China and Its Many Laws

One of the misconceptions I am always fighting about China is that it has no laws. Even people who should know better are often guilty of assuming there is nothing on the China law books to cover a particular business law matter. Their assumptions oftentimes stem from their having seen companies act in so many different ways, leading them to conclude there is no one right way.

There usually is one right way and if you are a foreign company, your best bet is to know and follow the law.

One of the problems businesses face in China is too many laws, some of which conflict with others.

In Do Too Many Rules Erode the Rule of Law? The Wall Street Journal China’s “too many rules” phenomenon and muses on the results:

It’s not a new revelation that China has a lot of rules.

Last year, there were rules for Beijing residents during the Olympics, and also rules for foreigners who came to town for the games (57 of them!)

This year, in Hubei province, a county government infamously ordered local officials to smoke locally produced cigarettes, while civil servants in the southwestern city of Kunming were ordered to learn 300 English sentences and 100 sentences in Lao, Burmese, Thai and Vietnamese, apparently to promote tourism in the region.

Today’s New York Times looks at some even more bizarre manifestations of rules run amok, such as an edict requiring schoolchildren to salute all passing vehicles on their way to and from school, and the Chongqing rule that “forced unmarried women to pass a chastity test before receiving compensation for farmland appropriated by the government.”

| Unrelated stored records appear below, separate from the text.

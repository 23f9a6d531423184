//! gitdm mapping files.
//!
//! gitdm describes affiliations in up to three tab separated streams:
//!
//! ```text
//! # aliases: alias email -> canonical email
//! jsmith@users.example.org    jsmith@example.com
//!
//! # email to employer, optionally ending on a date
//! jsmith@example.com    Bitergia < 2015-01-01
//! jsmith@example.com    Example Company
//!
//! # domain to employer
//! example.com    Example Company
//! ```
//!
//! Pipeline:
//! 1. `!` becomes `@` (old files obfuscate addresses that way).
//! 2. Comment and blank lines are dropped.
//! 3. Each remaining line is split into its two fields; lines that do not
//!    split, or whose fields do not validate, are rejected with their line
//!    number and the rest of the stream is still read.
//! 4. Employer entries of one email are sorted by end date and chained into
//!    contiguous enrollments.

use std::{
  collections::HashMap,
  sync::LazyLock,
};

use chrono::{DateTime, NaiveDate, NaiveTime, Utc};
use regex::Regex;
use tracing::warn;

use sortinghat_core::{Error, model::NewIdentity};

use crate::model::{ImportData, ImportDomain, ImportEnrollment, ImportIndividual, ImportOrganization};

pub const SOURCE: &str = "gitdm";

static IGNORED_LINE: LazyLock<Regex> =
  LazyLock::new(|| Regex::new(r"^\s*(?:#.*)?\s*$").expect("valid pattern"));
static VALID_LINE: LazyLock<Regex> = LazyLock::new(|| {
  Regex::new(r"^(\S+)[ \t]+([^#\n\r\f\v]*[^#\s])(?:[ \t]+#.*)?\s*$").expect("valid pattern")
});
static EMAIL: LazyLock<Regex> =
  LazyLock::new(|| Regex::new(r"^[^\s@]+@[^\s@.]+\.[^\s@]+$").expect("valid pattern"));
static DOMAIN: LazyLock<Regex> = LazyLock::new(|| Regex::new(r"^\w\S+$").expect("valid pattern"));
static ORGANIZATION: LazyLock<Regex> =
  LazyLock::new(|| Regex::new(r"^[^#<\t\n\r\f\v]*[^#<\t\n\r\f\v\s]$").expect("valid pattern"));
static ENROLLMENT: LazyLock<Regex> = LazyLock::new(|| {
  Regex::new(r"^([^#<\n\r\f\v]*[^#<\t\n\r\f\v\s])(?:[ \t]+<[ \t]+(\d{4}-\d{2}-\d{2}))?$")
    .expect("valid pattern")
});

/// Parser for the three gitdm streams.
#[derive(Debug, Clone, Copy)]
pub struct GitdmParser {
  email_validation: bool,
}

impl Default for GitdmParser {
  fn default() -> Self { Self { email_validation: true } }
}

impl GitdmParser {
  pub fn new() -> Self { Self::default() }

  /// With validation off every identity token is taken as an email address,
  /// whatever its shape.
  pub fn email_validation(mut self, on: bool) -> Self {
    self.email_validation = on;
    self
  }

  pub fn parse(
    &self,
    employers: Option<&str>,
    aliases: Option<&str>,
    domains: Option<&str>,
  ) -> ImportData {
    let (employers, aliases, domains) =
      (employers.map(normalize), aliases.map(normalize), domains.map(normalize));
    let mut data = ImportData::default();
    let mut by_token: HashMap<String, usize> = HashMap::new();

    if let Some(stream) = employers.as_deref() {
      let mut entries: Vec<(String, Vec<(String, Option<DateTime<Utc>>)>)> = Vec::new();
      for (line, token, value) in fields(stream, &mut data.rejected) {
        let parsed = self.identity(token).and_then(|id| Ok((id, enrollment(value)?)));
        let (_, (org, date)) = match parsed {
          Ok(parsed) => parsed,
          Err(cause) => {
            reject(&mut data.rejected, line, cause);
            continue;
          }
        };
        match by_token.get(token) {
          Some(&i) => entries[i].1.push((org, date)),
          None => {
            by_token.insert(token.to_owned(), entries.len());
            entries.push((token.to_owned(), vec![(org, date)]));
          }
        }
      }

      for (token, orgs) in entries {
        // Tokens were validated above.
        let Ok(identity) = self.identity(&token) else { continue };
        data.individuals.push(ImportIndividual {
          identities: vec![identity],
          enrollments: chain(orgs),
          profile: None,
        });
      }
    }

    if let Some(stream) = aliases.as_deref() {
      for (line, alias, canonical) in fields(stream, &mut data.rejected) {
        let parsed = self.identity(alias).and_then(|a| Ok((a, self.identity(canonical)?)));
        let (alias_id, canonical_id) = match parsed {
          Ok(parsed) => parsed,
          Err(cause) => {
            reject(&mut data.rejected, line, cause);
            continue;
          }
        };
        match by_token.get(canonical) {
          Some(&i) => {
            let identities = &mut data.individuals[i].identities;
            if !identities.contains(&alias_id) {
              identities.push(alias_id);
            }
          }
          None => {
            by_token.insert(canonical.to_owned(), data.individuals.len());
            data.individuals.push(ImportIndividual {
              identities: vec![canonical_id, alias_id],
              ..Default::default()
            });
          }
        }
      }
    }

    if let Some(stream) = domains.as_deref() {
      let mut index: HashMap<String, usize> = HashMap::new();
      for (line, domain, org) in fields(stream, &mut data.rejected) {
        if !DOMAIN.is_match(domain) {
          reject(&mut data.rejected, line, format!("invalid domain {domain:?}"));
          continue;
        }
        if !ORGANIZATION.is_match(org) {
          reject(&mut data.rejected, line, format!("invalid organization {org:?}"));
          continue;
        }
        let domain = ImportDomain { domain: domain.to_lowercase(), is_top_domain: false };
        match index.get(org) {
          Some(&i) => data.organizations[i].domains.push(domain),
          None => {
            index.insert(org.to_owned(), data.organizations.len());
            data.organizations.push(ImportOrganization { name: org.to_owned(), domains: vec![domain] });
          }
        }
      }
    }

    data
  }

  fn identity(&self, token: &str) -> Result<NewIdentity, String> {
    let identity = NewIdentity::new(SOURCE);
    if !self.email_validation {
      return Ok(identity.email(token));
    }
    if EMAIL.is_match(token) {
      Ok(identity.email(token))
    } else if !token.contains('@') {
      Ok(identity.username(token))
    } else {
      Err(format!("invalid email address {token:?}"))
    }
  }
}

/// Split every meaningful line of `stream` into its two fields, rejecting
/// the lines that do not split. Line numbers are 1-based.
fn fields<'s>(stream: &'s str, rejected: &mut Vec<Error>) -> Vec<(usize, &'s str, &'s str)> {
  let mut out = Vec::new();
  for (n, raw) in stream.lines().enumerate() {
    let line = n + 1;
    if IGNORED_LINE.is_match(raw) {
      continue;
    }
    match VALID_LINE.captures(raw) {
      Some(caps) => match (caps.get(1), caps.get(2)) {
        (Some(a), Some(b)) => out.push((line, a.as_str(), b.as_str())),
        _ => reject(rejected, line, "missing field".to_owned()),
      },
      None => reject(rejected, line, format!("invalid line {raw:?}")),
    }
  }
  out
}

fn enrollment(value: &str) -> Result<(String, Option<DateTime<Utc>>), String> {
  let caps = ENROLLMENT
    .captures(value)
    .ok_or_else(|| format!("invalid enrollment {value:?}"))?;
  let org = caps.get(1).map(|m| m.as_str().to_owned()).unwrap_or_default();
  let date = match caps.get(2) {
    Some(m) => Some(
      NaiveDate::parse_from_str(m.as_str(), "%Y-%m-%d")
        .map_err(|e| format!("invalid date {:?}: {e}", m.as_str()))?
        .and_time(NaiveTime::MIN)
        .and_utc(),
    ),
    None => None,
  };
  Ok((org, date))
}

/// Chain the employer entries of one person into contiguous enrollments.
/// Dated entries sort first; each starts where the previous dated one ended.
fn chain(mut orgs: Vec<(String, Option<DateTime<Utc>>)>) -> Vec<ImportEnrollment> {
  orgs.sort_by_key(|(_, date)| (date.is_none(), *date));
  let mut start = None;
  let mut out = Vec::with_capacity(orgs.len());
  for (organization, end) in orgs {
    out.push(ImportEnrollment { organization, start, end });
    if end.is_some() {
      start = end;
    }
  }
  out
}

fn reject(rejected: &mut Vec<Error>, line: usize, cause: String) {
  warn!(line, %cause, "skipping gitdm line");
  rejected.push(Error::InvalidFormat { cause, line: Some(line) });
}

/// gitdm files may spell `@` as `!`.
fn normalize(stream: &str) -> String { stream.replace('!', "@") }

A potential side effect of so many seemingly arbitrary rules is that people may feel more inclined to skirt rules that they disagree with, or are simply too cumbersome to follow on a regular basis, fueling a culture of rule-bending and ignoring.

Not only does China have so many rules/laws, but they change faster (by about ten-fold) than any other country. I previously wrote on this inChina: Change is a Constant and in China’s Internet Censoring. Hate To Say I Told You So, But I Told You So….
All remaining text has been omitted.